No Two Minds Think Exactly Alike.

In the grand scheme of things, your mind is as unique as your finger prints or your retina. No person has been like you or will ever be as exact as you. You are a special data bank of thought and information collected over your lifetime to the point where you read this, and then forever after.

Have you ever stopped to think of the most unique events of your life, or even the ones which seem mundane and far from extraordinary? These events shaped the way you think, your neural responses, your patterns. Every one of them can trigger a preconceived action. You are at this point in time, all of your prior patterns. Those are broken when new information enters, and a new neural link is made.

Many people will go a lifetime and make a minimal amount of re-linkings, some people will constantly create new information and links. Memories are accessed all the time in our minds, sometimes changing and adding new information to them, but it doesn't change large portions of our brain, neural, structure. The neurons can create new links at any time.

The problem we face in society is we are working with many dimensions of the mind.  Not just the patterns, but the outcome of the patterns, and biology of the brain. When we try and convince people they have done something wrong, they sometimes don't see or accept why it was wrong.

A mind pre conditioned into a pattern can be changed, but through work with the existing ones, replacing, revisiting and changing memories, which can't be trusted. Memories are flawed, but they create a person who is individual because of the pattern that they created.

People who don't obey social laws and constructs, or mores, have often been conditioned mentally to not obey them, to hold them as suspect, or believe themselves above the law. In some cases the person has emotional or mental, even physical trauma behind the creation of these patterns.

Once a person has broken some of the more extreme social laws, such as murder, they can't be trusted to follow them again. It is hard to convince a person who has taken a life, in many instances, that they did something very wrong. Over time they may or may not come to accept that. It varies, mostly by the situation. Though prison has the ability to reinforce negative patterns, and the breaking of social laws.

Each of us though, is an amalgum, of memories, and patterns, strewn throught the brain stored in the neurons, each of us have lived different lives, seen things from personal perspectives. Even those who go through many of the same things, still will have variables, experiences which are different from every perspective, and build upon prior experiences. Even one variable is enough to alter a pattern, which, often times there are many dynamics. Things the person saw, thinks they saw, can alter their perception.

There are seven billion versions of this world, how it functions, the patterns and establisment of boundaries. Seven billion ways of seeing the world, but you can only see it from yours. While you can empathize with others on their experiences, and patterns, you realize that you can't take on another persons perspective, and even your perspective can just be what you have created in your mind.

Our reality is as real as we make it, we define ourselves over and over. Our minds seek our comforting patterns, and we remain individuals. Though we can be made to believe things which alter our outlook on life, we have a personality based on the patterns which first formed us. Things which we don't think about. Why do we laugh at certain jokes, become offended, cry, feel sad, happy, love a certain way?

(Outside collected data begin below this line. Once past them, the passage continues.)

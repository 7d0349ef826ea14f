//! Matching quotes against user-defined categories.

use std::collections::{BTreeSet, HashSet};

use curator_types::{Category, CategoryMatchSettings, Quote, QuoteId};
use serde::Serialize;
use tracing::debug;

use crate::error::CuratorError;
use crate::ports::TextEmbedder;
use crate::similarity::{cosine_similarity, parse_embedding, EmbeddingInput};

/// A quote with its similarity to a category.
#[derive(Debug, Clone, Copy)]
pub struct ScoredQuote<'a> {
    pub quote: &'a Quote,
    pub similarity: f32,
}

/// Quotes similar to a category embedding, most similar first.
///
/// Quotes in `excluded_quote_ids` and quotes without an embedding are
/// skipped. An unusable category embedding matches nothing.
pub fn find_quotes_for_category<'a, 'e>(
    quotes: &'a [Quote],
    category_embedding: impl Into<EmbeddingInput<'e>>,
    similarity_threshold: f32,
    limit: usize,
    excluded_quote_ids: &HashSet<QuoteId>,
) -> Vec<ScoredQuote<'a>> {
    let Some(target) = parse_embedding(category_embedding) else {
        debug!("Category has no usable embedding");
        return Vec::new();
    };

    let mut matches: Vec<ScoredQuote<'a>> = quotes
        .iter()
        .filter(|q| !excluded_quote_ids.contains(&q.id))
        .filter_map(|q| {
            let embedding = q.embedding()?;
            let similarity = cosine_similarity(&target, embedding);
            (similarity >= similarity_threshold).then_some(ScoredQuote { quote: q, similarity })
        })
        .collect();

    matches.sort_by(|a, b| {
        b.similarity
            .partial_cmp(&a.similarity)
            .unwrap_or(std::cmp::Ordering::Equal)
    });
    matches.truncate(limit);
    matches
}

/// Distinct articles among matched quotes.
pub fn distinct_articles(matches: &[ScoredQuote<'_>]) -> usize {
    matches
        .iter()
        .map(|m| m.quote.article_id.as_str())
        .collect::<BTreeSet<_>>()
        .len()
}

/// A sample shown when inspecting a category.
#[derive(Debug, Clone, PartialEq, Serialize)]
pub struct SampleQuote {
    pub quote_id: QuoteId,
    pub text: String,
    pub article_title: String,
    pub similarity: f32,
}

/// How much of the library a category matches.
#[derive(Debug, Clone, PartialEq, Serialize)]
pub struct CategoryStats {
    pub matching_quotes_count: usize,
    pub matching_articles_count: usize,
    pub sample_quotes: Vec<SampleQuote>,
}

/// Summarize how a category matches the library.
pub fn get_category_stats<'e>(
    quotes: &[Quote],
    category_embedding: impl Into<EmbeddingInput<'e>>,
    excluded_quote_ids: &HashSet<QuoteId>,
    settings: &CategoryMatchSettings,
) -> CategoryStats {
    let matches = find_quotes_for_category(
        quotes,
        category_embedding,
        settings.stats_threshold,
        settings.stats_limit,
        excluded_quote_ids,
    );

    CategoryStats {
        matching_quotes_count: matches.len(),
        matching_articles_count: distinct_articles(&matches),
        sample_quotes: matches
            .iter()
            .take(settings.sample_size)
            .map(|m| SampleQuote {
                quote_id: m.quote.id.clone(),
                text: m.quote.text.clone(),
                article_title: m.quote.article.display_title().to_string(),
                similarity: m.similarity,
            })
            .collect(),
    }
}

/// Text embedded to represent a category.
pub fn category_embedding_text(name: &str, description: Option<&str>) -> String {
    match description.map(str::trim).filter(|d| !d.is_empty()) {
        Some(description) => format!("{name}: {description}"),
        None => name.to_string(),
    }
}

/// Build a new queued category with a fresh embedding.
pub fn embed_category(
    name: &str,
    description: Option<String>,
    embedder: &dyn TextEmbedder,
) -> Result<Category, CuratorError> {
    let name = name.trim();
    if name.is_empty() {
        return Err(CuratorError::InvalidInput(
            "category name must not be empty".to_string(),
        ));
    }
    let text = category_embedding_text(name, description.as_deref());
    let embedding = embedder.embed(&text)?;
    Ok(Category::new(name, description, Some(embedding)))
}

/// Regenerate a category embedding after its name or description changed.
pub fn refresh_category_embedding(
    category: &mut Category,
    embedder: &dyn TextEmbedder,
) -> Result<(), CuratorError> {
    let text = category_embedding_text(&category.name, category.description.as_deref());
    category.embedding = Some(embedder.embed(&text)?);
    Ok(())
}

#[cfg(test)]
mod tests {
    use super::*;
    use crate::clustering::tests::quote_at;
    use chrono::Utc;
    use curator_types::ArticleMeta;

    struct AxisEmbedder;

    impl TextEmbedder for AxisEmbedder {
        fn embed(&self, text: &str) -> Result<Vec<f32>, CuratorError> {
            if text.contains("ethics") {
                Ok(vec![1.0, 0.0])
            } else {
                Ok(vec![0.0, 1.0])
            }
        }
    }

    /// Ten quotes from five articles with similarity falling from 0.9.
    fn graded_quotes() -> Vec<Quote> {
        let now = Utc::now();
        (0..10)
            .map(|i| {
                let sim = 0.9 - 0.05 * i as f32;
                let orth = (1.0 - sim * sim).sqrt();
                quote_at(&format!("q{i}"), &format!("a{}", i % 5), vec![sim, orth], now)
                    .with_article(ArticleMeta {
                        title: Some(format!("Article {}", i % 5)),
                        ..Default::default()
                    })
            })
            .collect()
    }

    #[test]
    fn test_matches_sorted_by_similarity() {
        let quotes = graded_quotes();
        let target = vec![1.0f32, 0.0];
        let matches = find_quotes_for_category(&quotes, &target, 0.575, 20, &HashSet::new());

        // 0.90 down to 0.60: q0..q6
        assert_eq!(matches.len(), 7);
        assert_eq!(matches[0].quote.id, "q0");
        assert!(matches
            .windows(2)
            .all(|w| w[0].similarity >= w[1].similarity));
    }

    #[test]
    fn test_default_stats_threshold_drops_weak_matches() {
        let now = Utc::now();
        let sims = [0.9f32, 0.8, 0.6, 0.4, 0.3, 0.2, 0.1, 0.0, -0.1, -0.2];
        let quotes: Vec<Quote> = sims
            .iter()
            .enumerate()
            .map(|(i, &sim)| {
                quote_at(&format!("q{i}"), &format!("a{i}"), vec![sim, (1.0 - sim * sim).sqrt()], now)
            })
            .collect();
        let threshold = CategoryMatchSettings::default().stats_threshold;
        assert_eq!(threshold, 0.35);

        let matches = find_quotes_for_category(&quotes, &[1.0f32, 0.0][..], threshold, 20, &HashSet::new());
        let ids: Vec<&str> = matches.iter().map(|m| m.quote.id.as_str()).collect();
        assert_eq!(ids, vec!["q0", "q1", "q2", "q3"]);
        assert!(matches.windows(2).all(|w| w[0].similarity > w[1].similarity));
    }

    #[test]
    fn test_limit_and_exclusions() {
        let quotes = graded_quotes();
        let target = vec![1.0f32, 0.0];
        let excluded: HashSet<QuoteId> = ["q0".to_string()].into();
        let matches = find_quotes_for_category(&quotes, &target, 0.35, 3, &excluded);

        let ids: Vec<&str> = matches.iter().map(|m| m.quote.id.as_str()).collect();
        assert_eq!(ids, vec!["q1", "q2", "q3"]);
    }

    #[test]
    fn test_category_stats() {
        let quotes = graded_quotes();
        let target = vec![1.0f32, 0.0];
        let stats = get_category_stats(
            &quotes,
            &target,
            &HashSet::new(),
            &CategoryMatchSettings::default(),
        );

        assert_eq!(stats.matching_quotes_count, 10);
        assert_eq!(stats.matching_articles_count, 5);
        assert_eq!(stats.sample_quotes.len(), 3);
        assert_eq!(stats.sample_quotes[0].quote_id, "q0");
        assert_eq!(stats.sample_quotes[0].article_title, "Article 0");
        assert!((stats.sample_quotes[0].similarity - 0.9).abs() < 1e-4);
    }

    #[test]
    fn test_unusable_category_embedding_matches_nothing() {
        let quotes = graded_quotes();
        let matches =
            find_quotes_for_category(&quotes, "not a vector", 0.0, 20, &HashSet::new());
        assert!(matches.is_empty());

        let stats = get_category_stats(
            &quotes,
            EmbeddingInput::Missing,
            &HashSet::new(),
            &CategoryMatchSettings::default(),
        );
        assert_eq!(stats.matching_quotes_count, 0);
        assert!(stats.sample_quotes.is_empty());
    }

    #[test]
    fn test_string_encoded_category_embedding() {
        let quotes = graded_quotes();
        let matches = find_quotes_for_category(&quotes, "[1.0, 0.0]", 0.775, 20, &HashSet::new());
        assert_eq!(matches.len(), 3);
    }

    #[test]
    fn test_embedding_text() {
        assert_eq!(
            category_embedding_text("AI Ethics", Some("moral questions")),
            "AI Ethics: moral questions"
        );
        assert_eq!(category_embedding_text("AI Ethics", None), "AI Ethics");
        assert_eq!(category_embedding_text("AI Ethics", Some("  ")), "AI Ethics");
    }

    #[test]
    fn test_embed_category() {
        let category = embed_category("AI", Some("ethics of models".into()), &AxisEmbedder).unwrap();
        assert!(category.is_queued());
        assert_eq!(category.embedding, Some(vec![1.0, 0.0]));

        let mut category = category;
        category.description = Some("hardware".into());
        refresh_category_embedding(&mut category, &AxisEmbedder).unwrap();
        assert_eq!(category.embedding, Some(vec![0.0, 1.0]));

        assert!(embed_category("  ", None, &AxisEmbedder).is_err());
    }
}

We are programmed by birth to mock the behaviors of those teaching us, yet we will inevitably become unique. Sometimes having to go back and reprogram the core programs and patterns set by the primary care takers in our lives.  The mind being a highly complex diverse organization of neural connections. From those primary care takers and our first years we begin to develop a sense of self and self awareness. After that period of time we continue making secondary connections based upon our primary development. Interactions we have with other humans alter and define ultimately who we think we are. Based upon that is our social, romantic, and emotional behaviors.

Often times we need help externally based to sort through the memories, and help to alter them. People can be as much a victim of their neural patterns as they are a product of them. This is why society is such a hard and dynamic structure, yet one worth the effort and time. In all of our realities, there is no one reality which is more real than the others. Yet today when you look out from your eyes, all you will see is your own reality reflecting back at you, but you at least know that your reality only exists inside of your mind.


Comments

Popular posts from this blog

The power of Neurons and what makes me, ME!

Why I am thinking of leaving activism.

Be Inspired: Hitchens Last Message.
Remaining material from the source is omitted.